- _Exercise data_:
=== Section Start ===

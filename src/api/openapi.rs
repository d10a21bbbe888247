//! OpenAPI documentation

use axum::Router;
use utoipa::{
    openapi::security::{HttpAuthScheme, HttpBuilder, SecurityScheme},
    Modify, OpenApi,
};
use utoipa_swagger_ui::SwaggerUi;

use crate::api::{admin, auth, authors, book_instances, books, genres, health, languages, users};

#[derive(OpenApi)]
#[openapi(
    info(
        title = "LocalLibrary API",
        version = "1.0.0",
        description = "Library catalog administration REST API",
        license(name = "AGPL-3.0", url = "https://www.gnu.org/licenses/agpl-3.0.html")
    ),
    servers(
        (url = "/api/v1", description = "API v1")
    ),
    paths(
        // Health
        health::health_check,
        health::readiness_check,
        // Auth
        auth::login,
        auth::me,
        // Genres
        genres::list_genres,
        genres::get_genre,
        genres::create_genre,
        genres::update_genre,
        genres::delete_genre,
        // Languages
        languages::list_languages,
        languages::get_language,
        languages::create_language,
        languages::update_language,
        languages::delete_language,
        // Authors
        authors::list_authors,
        authors::get_author,
        authors::create_author,
        authors::update_author,
        authors::delete_author,
        authors::list_author_books,
        authors::create_author_book,
        // Books
        books::list_books,
        books::get_book,
        books::create_book,
        books::update_book,
        books::delete_book,
        books::list_copies,
        books::create_copy,
        // Book instances
        book_instances::list_book_instances,
        book_instances::get_book_instance,
        book_instances::create_book_instance,
        book_instances::update_book_instance,
        book_instances::delete_book_instance,
        book_instances::mark_returned,
        // Users
        users::list_users,
        users::get_user,
        users::create_user,
        users::delete_user,
        // Admin
        admin::site_index,
        admin::list_view,
        admin::change_view,
    ),
    components(
        schemas(
            // Catalog
            crate::models::genre::Genre,
            crate::models::genre::GenreInput,
            crate::models::language::Language,
            crate::models::language::LanguageInput,
            crate::models::author::Author,
            crate::models::author::AuthorInput,
            crate::models::book::Book,
            crate::models::book::BookDetails,
            crate::models::book::BookInput,
            crate::models::book_instance::BookInstance,
            crate::models::book_instance::BookInstanceDetails,
            crate::models::book_instance::BookInstanceInput,
            crate::models::enums::LoanStatus,
            crate::models::enums::Permission,
            // Users
            crate::models::user::User,
            crate::models::user::CreateUser,
            crate::models::user::LoginRequest,
            crate::models::user::LoginResponse,
            // Admin
            crate::admin::site::SiteIndex,
            crate::admin::site::ModelEntry,
            crate::admin::render::ListView,
            crate::admin::render::ListRow,
            crate::admin::render::Column,
            crate::admin::render::ChangeView,
            crate::admin::render::FieldsetView,
            crate::admin::render::FieldView,
            crate::admin::render::ChoiceView,
            crate::admin::render::InlineView,
            crate::admin::filters::ListFilterView,
            crate::admin::filters::FilterChoice,
            crate::admin::fields::Widget,
            // Health
            health::HealthResponse,
            // Errors
            crate::error::ErrorResponse,
        )
    ),
    modifiers(&SecurityAddon),
    tags(
        (name = "health", description = "Health check endpoints"),
        (name = "auth", description = "Authentication endpoints"),
        (name = "genres", description = "Genre management"),
        (name = "languages", description = "Language management"),
        (name = "authors", description = "Author management"),
        (name = "books", description = "Book management"),
        (name = "book-instances", description = "Copies and returns"),
        (name = "users", description = "User management"),
        (name = "admin", description = "Rendered admin views")
    )
)]
pub struct ApiDoc;

struct SecurityAddon;

impl Modify for SecurityAddon {
    fn modify(&self, openapi: &mut utoipa::openapi::OpenApi) {
        if let Some(components) = openapi.components.as_mut() {
            components.add_security_scheme(
                "bearer_auth",
                SecurityScheme::Http(
                    HttpBuilder::new()
                        .scheme(HttpAuthScheme::Bearer)
                        .bearer_format("JWT")
                        .build(),
                ),
            );
        }
    }
}

/// Create the OpenAPI documentation router
pub fn create_openapi_router() -> Router {
    Router::new()
        .merge(SwaggerUi::new("/swagger-ui").url("/api-docs/openapi.json", ApiDoc::openapi()))
}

=== Section End ===

The data given before this task must be transcribed exactly and in full.

filename src/api/openapi.rs
repository d10a21bbbe888247
//! OpenAPI documentation

use axum::Router;
use utoipa::{
    openapi::security::{HttpAuthScheme, HttpBuilder, SecurityScheme},
    Modify, OpenApi,
};
use utoipa_swagger_ui::SwaggerUi;

use crate::api::{admin, auth, authors, book_instances, books, genres, health, languages, users};

#[derive(OpenApi)]
#[openapi(
    info(
        title = "LocalLibrary API",
        version = "1.0.0",
        description = "Library catalog administration REST API",
        license(name = "AGPL-3.0", url = "https://www.gnu.org/licenses/agpl-3.0.html")
    ),
    servers(
        (url = "/api/v1", description = "API v1")
    ),
    paths(
        // Health
        health::health_check,
        health::readiness_check,
        // Auth
        auth::login,
        auth::me,
        // Genres
        genres::list_genres,
        genres::get_genre,
        genres::create_genre,
        genres::update_genre,
        genres::delete_genre,
        // Languages
        languages::list_languages,
        languages::get_language,
        languages::create_language,
        languages::update_language,
        languages::delete_language,
        // Authors
        authors::list_authors,
        authors::get_author,
        authors::create_author,
        authors::update_author,
        authors::delete_author,
        authors::list_author_books,
        authors::create_author_book,
        // Books
        books::list_books,
        books::get_book,
        books::create_book,
        books::update_book,
        books::delete_book,
        books::list_copies,
        books::create_copy,
        // Book instances
        book_instances::list_book_instances,
        book_instances::get_book_instance,
        book_instances::create_book_instance,
        book_instances::update_book_instance,
        book_instances::delete_book_instance,
        book_instances::mark_returned,
        // Users
        users::list_users,
        users::get_user,
        users::create_user,
        users::delete_user,
        // Admin
        admin::site_index,
        admin::list_view,
        admin::change_view,
    ),
    components(
        schemas(
            // Catalog
            crate::models::genre::Genre,
            crate::models::genre::GenreInput,
            crate::models::language::Language,
            crate::models::language::LanguageInput,
            crate::models::author::Author,
            crate::models::author::AuthorInput,
            crate::models::book::Book,
            crate::models::book::BookDetails,
            crate::models::book::BookInput,
            crate::models::book_instance::BookInstance,
            crate::models::book_instance::BookInstanceDetails,
            crate::models::book_instance::BookInstanceInput,
            crate::models::enums::LoanStatus,
            crate::models::enums::Permission,
            // Users
            crate::models::user::User,
            crate::models::user::CreateUser,
            crate::models::user::LoginRequest,
            crate::models::user::LoginResponse,
            // Admin
            crate::admin::site::SiteIndex,
            crate::admin::site::ModelEntry,
            crate::admin::render::ListView,
            crate::admin::render::ListRow,
            crate::admin::render::Column,
            crate::admin::render::ChangeView,
            crate::admin::render::FieldsetView,
            crate::admin::render::FieldView,
            crate::admin::render::ChoiceView,
            crate::admin::render::InlineView,
            crate::admin::filters::ListFilterView,
            crate::admin::filters::FilterChoice,
            crate::admin::fields::Widget,
            // Health
            health::HealthResponse,
            // Errors
            crate::error::ErrorResponse,
        )
    ),
    modifiers(&SecurityAddon),
    tags(
        (name = "health", description = "Health check endpoints"),
        (name = "auth", description = "Authentication endpoints"),
        (name = "genres", description = "Genre management"),
        (name = "languages", description = "Language management"),
        (name = "authors", description = "Author management"),
        (name = "books", description = "Book management"),
        (name = "book-instances", description = "Copies and returns"),
        (name = "users", description = "User management"),
        (name = "admin", description = "Rendered admin views")
    )
)]
pub struct ApiDoc;

struct SecurityAddon;

impl Modify for SecurityAddon {
    fn modify(&self, openapi: &mut utoipa::openapi::OpenApi) {
        if let Some(components) = openapi.components.as_mut() {
            components.add_security_scheme(
                "bearer_auth",
                SecurityScheme::Http(
                    HttpBuilder::new()
                        .scheme(HttpAuthScheme::Bearer)
                        .bearer_format("JWT")
                        .build(),
                ),
            );
        }
    }
}

/// Create the OpenAPI documentation router
pub fn create_openapi_router() -> Router {
    Router::new()
        .merge(SwaggerUi::new("/swagger-ui").url("/api-docs/openapi.json", ApiDoc::openapi()))
}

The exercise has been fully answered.